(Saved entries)
--------------------
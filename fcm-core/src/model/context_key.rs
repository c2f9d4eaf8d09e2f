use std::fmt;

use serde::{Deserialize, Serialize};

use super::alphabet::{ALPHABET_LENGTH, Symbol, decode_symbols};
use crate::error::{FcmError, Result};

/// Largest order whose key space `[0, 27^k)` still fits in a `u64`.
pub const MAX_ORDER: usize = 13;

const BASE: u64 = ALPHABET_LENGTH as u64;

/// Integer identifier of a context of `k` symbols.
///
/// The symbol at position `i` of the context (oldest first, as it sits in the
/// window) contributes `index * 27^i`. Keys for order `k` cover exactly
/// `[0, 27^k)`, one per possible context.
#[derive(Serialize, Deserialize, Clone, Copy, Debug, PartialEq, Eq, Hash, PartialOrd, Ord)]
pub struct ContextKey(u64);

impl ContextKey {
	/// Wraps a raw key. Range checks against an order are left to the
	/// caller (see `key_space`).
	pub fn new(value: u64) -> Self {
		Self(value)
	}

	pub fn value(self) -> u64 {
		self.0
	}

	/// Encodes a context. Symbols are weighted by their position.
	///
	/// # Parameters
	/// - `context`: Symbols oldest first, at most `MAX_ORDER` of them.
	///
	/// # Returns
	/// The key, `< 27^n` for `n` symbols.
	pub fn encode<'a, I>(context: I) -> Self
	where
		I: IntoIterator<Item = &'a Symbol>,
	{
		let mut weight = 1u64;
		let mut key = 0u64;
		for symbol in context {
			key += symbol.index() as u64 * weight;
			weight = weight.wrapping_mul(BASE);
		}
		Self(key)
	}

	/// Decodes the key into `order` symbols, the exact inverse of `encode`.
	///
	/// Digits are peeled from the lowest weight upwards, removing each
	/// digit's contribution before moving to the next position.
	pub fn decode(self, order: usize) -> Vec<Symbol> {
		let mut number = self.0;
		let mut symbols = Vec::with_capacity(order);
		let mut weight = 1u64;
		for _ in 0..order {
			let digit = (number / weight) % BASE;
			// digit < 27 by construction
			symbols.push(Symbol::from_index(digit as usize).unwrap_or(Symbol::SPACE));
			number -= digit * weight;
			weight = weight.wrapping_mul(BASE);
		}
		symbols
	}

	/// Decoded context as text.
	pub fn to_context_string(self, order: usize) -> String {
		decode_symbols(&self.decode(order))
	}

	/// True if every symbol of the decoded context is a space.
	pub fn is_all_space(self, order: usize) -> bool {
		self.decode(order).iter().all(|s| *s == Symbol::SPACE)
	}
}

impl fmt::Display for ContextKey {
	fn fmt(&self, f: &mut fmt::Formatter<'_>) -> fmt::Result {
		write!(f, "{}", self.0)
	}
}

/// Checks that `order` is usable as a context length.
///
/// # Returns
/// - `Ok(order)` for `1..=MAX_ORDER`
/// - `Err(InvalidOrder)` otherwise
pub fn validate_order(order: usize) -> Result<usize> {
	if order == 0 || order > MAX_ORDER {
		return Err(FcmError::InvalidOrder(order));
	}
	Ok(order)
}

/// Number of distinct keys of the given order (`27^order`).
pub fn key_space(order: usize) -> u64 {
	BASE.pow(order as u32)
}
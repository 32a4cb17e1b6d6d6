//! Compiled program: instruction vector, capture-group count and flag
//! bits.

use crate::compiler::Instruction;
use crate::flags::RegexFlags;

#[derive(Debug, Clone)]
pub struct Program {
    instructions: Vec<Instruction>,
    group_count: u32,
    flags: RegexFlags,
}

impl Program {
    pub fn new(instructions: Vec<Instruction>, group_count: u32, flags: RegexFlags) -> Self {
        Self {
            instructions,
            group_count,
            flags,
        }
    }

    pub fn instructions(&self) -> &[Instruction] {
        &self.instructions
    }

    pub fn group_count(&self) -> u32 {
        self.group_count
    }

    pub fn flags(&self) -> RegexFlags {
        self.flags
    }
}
--------------------
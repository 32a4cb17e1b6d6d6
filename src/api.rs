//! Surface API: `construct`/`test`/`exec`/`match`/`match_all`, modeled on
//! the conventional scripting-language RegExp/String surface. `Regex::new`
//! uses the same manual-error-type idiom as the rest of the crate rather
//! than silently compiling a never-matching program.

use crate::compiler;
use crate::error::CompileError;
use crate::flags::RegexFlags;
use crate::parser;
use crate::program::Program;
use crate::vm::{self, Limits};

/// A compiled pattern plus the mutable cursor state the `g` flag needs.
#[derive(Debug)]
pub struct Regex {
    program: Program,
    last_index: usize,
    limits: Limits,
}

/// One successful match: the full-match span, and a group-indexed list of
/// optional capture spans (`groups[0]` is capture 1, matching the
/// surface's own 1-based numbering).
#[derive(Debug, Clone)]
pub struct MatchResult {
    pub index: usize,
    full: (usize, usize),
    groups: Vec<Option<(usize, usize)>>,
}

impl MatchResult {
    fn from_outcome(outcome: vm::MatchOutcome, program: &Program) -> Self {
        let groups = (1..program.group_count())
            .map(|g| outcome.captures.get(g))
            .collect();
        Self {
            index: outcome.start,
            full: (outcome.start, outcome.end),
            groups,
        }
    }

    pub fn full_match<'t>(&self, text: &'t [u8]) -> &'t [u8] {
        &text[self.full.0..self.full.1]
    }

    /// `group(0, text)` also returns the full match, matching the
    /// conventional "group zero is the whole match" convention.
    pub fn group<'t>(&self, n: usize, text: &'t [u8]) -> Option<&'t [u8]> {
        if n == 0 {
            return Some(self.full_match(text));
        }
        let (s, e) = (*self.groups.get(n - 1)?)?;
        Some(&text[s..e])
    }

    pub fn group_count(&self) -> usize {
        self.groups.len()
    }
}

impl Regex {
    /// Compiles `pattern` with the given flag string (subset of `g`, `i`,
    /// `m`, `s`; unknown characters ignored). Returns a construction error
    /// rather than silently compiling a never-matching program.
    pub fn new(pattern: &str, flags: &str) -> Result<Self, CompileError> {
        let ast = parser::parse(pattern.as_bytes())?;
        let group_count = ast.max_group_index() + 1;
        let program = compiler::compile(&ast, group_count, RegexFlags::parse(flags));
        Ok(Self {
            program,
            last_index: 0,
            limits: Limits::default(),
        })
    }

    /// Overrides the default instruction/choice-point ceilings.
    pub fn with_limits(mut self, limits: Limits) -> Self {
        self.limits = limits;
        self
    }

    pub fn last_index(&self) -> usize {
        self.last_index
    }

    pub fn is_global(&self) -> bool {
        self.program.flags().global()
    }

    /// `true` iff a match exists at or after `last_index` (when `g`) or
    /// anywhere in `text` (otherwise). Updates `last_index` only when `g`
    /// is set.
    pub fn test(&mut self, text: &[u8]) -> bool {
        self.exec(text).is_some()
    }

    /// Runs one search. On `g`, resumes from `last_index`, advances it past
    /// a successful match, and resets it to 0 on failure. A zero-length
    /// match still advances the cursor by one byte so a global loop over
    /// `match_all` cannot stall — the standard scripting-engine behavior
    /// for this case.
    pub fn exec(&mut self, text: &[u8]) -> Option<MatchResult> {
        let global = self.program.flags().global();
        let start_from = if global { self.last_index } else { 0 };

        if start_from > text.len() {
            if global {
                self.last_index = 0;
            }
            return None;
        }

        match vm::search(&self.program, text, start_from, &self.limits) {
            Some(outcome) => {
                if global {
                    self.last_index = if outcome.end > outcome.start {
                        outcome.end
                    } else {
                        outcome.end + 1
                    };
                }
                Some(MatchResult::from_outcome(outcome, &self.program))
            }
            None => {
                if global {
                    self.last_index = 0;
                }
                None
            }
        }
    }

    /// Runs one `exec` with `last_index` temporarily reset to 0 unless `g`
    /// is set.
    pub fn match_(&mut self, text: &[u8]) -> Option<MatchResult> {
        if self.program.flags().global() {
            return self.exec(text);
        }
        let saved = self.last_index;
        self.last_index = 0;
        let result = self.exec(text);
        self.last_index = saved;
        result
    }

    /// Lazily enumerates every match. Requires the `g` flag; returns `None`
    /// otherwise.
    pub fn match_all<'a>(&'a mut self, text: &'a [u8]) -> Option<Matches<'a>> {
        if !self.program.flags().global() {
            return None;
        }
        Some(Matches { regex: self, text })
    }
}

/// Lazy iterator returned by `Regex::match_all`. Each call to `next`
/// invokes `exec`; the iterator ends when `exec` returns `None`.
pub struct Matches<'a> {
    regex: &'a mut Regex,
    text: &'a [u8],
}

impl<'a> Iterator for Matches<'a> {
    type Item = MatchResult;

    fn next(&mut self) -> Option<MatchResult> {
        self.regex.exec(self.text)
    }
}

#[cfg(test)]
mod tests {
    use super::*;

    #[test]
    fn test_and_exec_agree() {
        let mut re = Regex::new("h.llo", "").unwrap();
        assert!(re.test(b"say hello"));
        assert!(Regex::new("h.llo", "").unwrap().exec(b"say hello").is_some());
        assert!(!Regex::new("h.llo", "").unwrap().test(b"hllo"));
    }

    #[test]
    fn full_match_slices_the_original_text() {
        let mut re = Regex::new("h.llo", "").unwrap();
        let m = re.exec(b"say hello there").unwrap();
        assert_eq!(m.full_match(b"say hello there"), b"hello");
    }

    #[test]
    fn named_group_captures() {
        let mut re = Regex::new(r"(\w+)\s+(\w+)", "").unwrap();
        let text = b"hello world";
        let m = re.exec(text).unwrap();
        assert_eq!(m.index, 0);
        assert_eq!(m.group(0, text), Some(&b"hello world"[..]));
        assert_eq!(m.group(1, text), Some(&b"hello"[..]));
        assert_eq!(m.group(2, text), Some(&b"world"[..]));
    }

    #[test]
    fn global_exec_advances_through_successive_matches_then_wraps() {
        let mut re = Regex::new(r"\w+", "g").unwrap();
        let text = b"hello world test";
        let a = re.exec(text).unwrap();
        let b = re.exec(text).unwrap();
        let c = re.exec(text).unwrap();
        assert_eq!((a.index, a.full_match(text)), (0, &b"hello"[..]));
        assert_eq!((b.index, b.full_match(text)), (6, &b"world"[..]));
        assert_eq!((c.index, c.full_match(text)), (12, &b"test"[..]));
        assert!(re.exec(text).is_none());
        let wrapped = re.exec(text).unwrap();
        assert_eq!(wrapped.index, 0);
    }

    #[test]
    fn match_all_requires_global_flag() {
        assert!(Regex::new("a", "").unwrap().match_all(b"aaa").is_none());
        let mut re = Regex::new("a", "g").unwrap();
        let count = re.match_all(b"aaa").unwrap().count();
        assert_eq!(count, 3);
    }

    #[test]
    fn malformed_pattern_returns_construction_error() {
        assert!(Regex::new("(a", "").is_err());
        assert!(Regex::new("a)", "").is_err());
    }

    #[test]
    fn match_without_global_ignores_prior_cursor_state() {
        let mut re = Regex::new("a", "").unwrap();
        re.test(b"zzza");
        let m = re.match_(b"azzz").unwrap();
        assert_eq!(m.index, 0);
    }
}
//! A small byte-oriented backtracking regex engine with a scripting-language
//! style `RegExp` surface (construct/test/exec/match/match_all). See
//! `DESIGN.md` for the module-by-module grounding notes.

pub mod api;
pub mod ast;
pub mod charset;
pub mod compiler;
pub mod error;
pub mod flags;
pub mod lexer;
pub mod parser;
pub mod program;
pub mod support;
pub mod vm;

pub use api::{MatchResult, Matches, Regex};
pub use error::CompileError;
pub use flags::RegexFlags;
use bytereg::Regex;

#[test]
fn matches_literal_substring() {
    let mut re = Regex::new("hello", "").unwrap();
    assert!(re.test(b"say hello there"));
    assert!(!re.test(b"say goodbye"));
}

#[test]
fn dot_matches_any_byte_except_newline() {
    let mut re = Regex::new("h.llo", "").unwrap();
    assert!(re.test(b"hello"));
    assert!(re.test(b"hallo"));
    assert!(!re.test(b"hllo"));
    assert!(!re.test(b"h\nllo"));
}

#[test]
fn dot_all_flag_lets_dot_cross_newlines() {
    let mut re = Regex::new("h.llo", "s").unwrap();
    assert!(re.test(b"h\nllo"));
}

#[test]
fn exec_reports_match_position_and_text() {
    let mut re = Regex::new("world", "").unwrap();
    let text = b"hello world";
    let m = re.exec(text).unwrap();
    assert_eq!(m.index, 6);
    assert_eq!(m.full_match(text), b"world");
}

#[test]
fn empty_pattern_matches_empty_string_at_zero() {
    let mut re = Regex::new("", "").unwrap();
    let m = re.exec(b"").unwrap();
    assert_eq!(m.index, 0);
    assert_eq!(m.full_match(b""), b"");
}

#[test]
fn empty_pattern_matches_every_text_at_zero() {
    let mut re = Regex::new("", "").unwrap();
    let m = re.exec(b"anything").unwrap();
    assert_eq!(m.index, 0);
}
--------------------
What the task requires:
Report every line above that has the string "compiler" in it.

Output for this exercise:
use crate::compiler::Instruction;
use crate::compiler;
        let program = compiler::compile(&ast, group_count, RegexFlags::parse(flags));
pub mod compiler;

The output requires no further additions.